Microsoft (MSFT) +12%
Microsoft fell after disclosing that spending would reach $190 billion in 2026 due to high memory costs — a similar concern to Meta’s. Despite beating on cloud revenue, the capex overhang weighed on the stock.
Robinhood (HOOD) +6.6%
Robinhood missed Q1 2026 earnings and revenue expectations, driven by a 47% drop in crypto trading fees as digital asset volatility cooled from its earlier peaks.
💰 Commodities & Crypto Snapshot
| Asset | April Level | Notes |
|---|---|---|
| Brent Crude | ~$114/bbl (peak) | Iran tensions driving supply fears |
| WTI Crude | ~$105/bbl | Retreated from highs late month |
| Gold | ~$4,637/oz | Supported by geopolitical uncertainty & inflation |
| Bitcoin (BTC) | ~$76,000–$77,000 | Risk-on rally; minor pullbacks on profit-taking |
🔭 Looking Ahead to May
With April in the books as the best month in over five years, May opens with a new set of questions:
- Will the U.S.–Iran conflict escalate, or does a deal through Pakistani mediators take shape?
- Can the Strait of Hormuz reopen and ease the oil shock on household budgets?
- How will the market react to the incoming Fed Chair Kevin Warsh’s first signals on rate policy?

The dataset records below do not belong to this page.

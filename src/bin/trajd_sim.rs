//! trajd_sim - Simulated trajectory executor
//!
//! Serves the trajd wire protocol on a TCP port and plays every received goal
//! back against the simulator's time model. Useful for exercising the
//! dispatcher end to end without hardware.

use anyhow::{Context, Result};
use clap::Parser;
use tokio::net::TcpListener;
use tracing::info;
use trajd::config::SimulatorConfig;
use trajd::executor_server;
use trajd::{SimBehavior, SimulatedExecutor};

#[derive(Parser)]
#[command(name = "trajd_sim")]
#[command(about = "Simulated trajectory executor speaking the trajd TCP protocol")]
#[command(version)]
struct Args {
    /// Address to listen on
    #[arg(short, long, default_value = "127.0.0.1:7450")]
    bind: String,

    /// Milliseconds spent moving to each waypoint
    #[arg(long, default_value = "500")]
    point_interval_ms: u64,

    /// Reject every goal with this reason
    #[arg(long)]
    reject: Option<String>,

    /// Abort goals on reaching this waypoint index
    #[arg(long)]
    abort_at: Option<usize>,

    /// Show debug logging
    #[arg(short, long)]
    verbose: bool,
}

#[tokio::main]
async fn main() -> Result<()> {
    let args = Args::parse();

    let filter = if args.verbose { "trajd=debug,info" } else { "info" };
    tracing_subscriber::fmt()
        .with_env_filter(
            tracing_subscriber::EnvFilter::try_from_default_env()
                .unwrap_or_else(|_| tracing_subscriber::EnvFilter::new(filter)),
        )
        .with_target(false)
        .with_writer(std::io::stderr)
        .init();

    let behavior = SimBehavior::from(&SimulatorConfig {
        point_interval_ms: Some(args.point_interval_ms),
        reject_reason: args.reject.clone(),
        abort_at_waypoint: args.abort_at,
    });
    info!("Simulated executor: {:?}", behavior);

    let listener = TcpListener::bind(&args.bind)
        .await
        .with_context(|| format!("Failed to bind {}", args.bind))?;

    tokio::select! {
        result = executor_server::serve(listener, SimulatedExecutor::new(behavior)) => {
            result.context("Executor server stopped")?;
        }
        _ = tokio::signal::ctrl_c() => {
            info!("Shutting down simulated executor");
        }
    }
    Ok(())
}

- Does Apple’s CEO transition — Tim Cook out, John Ternus in (effective Sept. 1) — weigh on the stock?
- Will Q2 earnings begin to show the cost pressures from elevated oil that Q1 mostly avoided?
The bottom line: April 2026 was a reminder that earnings can carry markets through geopolitical noise — at least for a while. The bulls are in control for now. But the longer oil stays above $100 and the Middle East conflict drags on, the harder it will be for fundamentals to hold the line.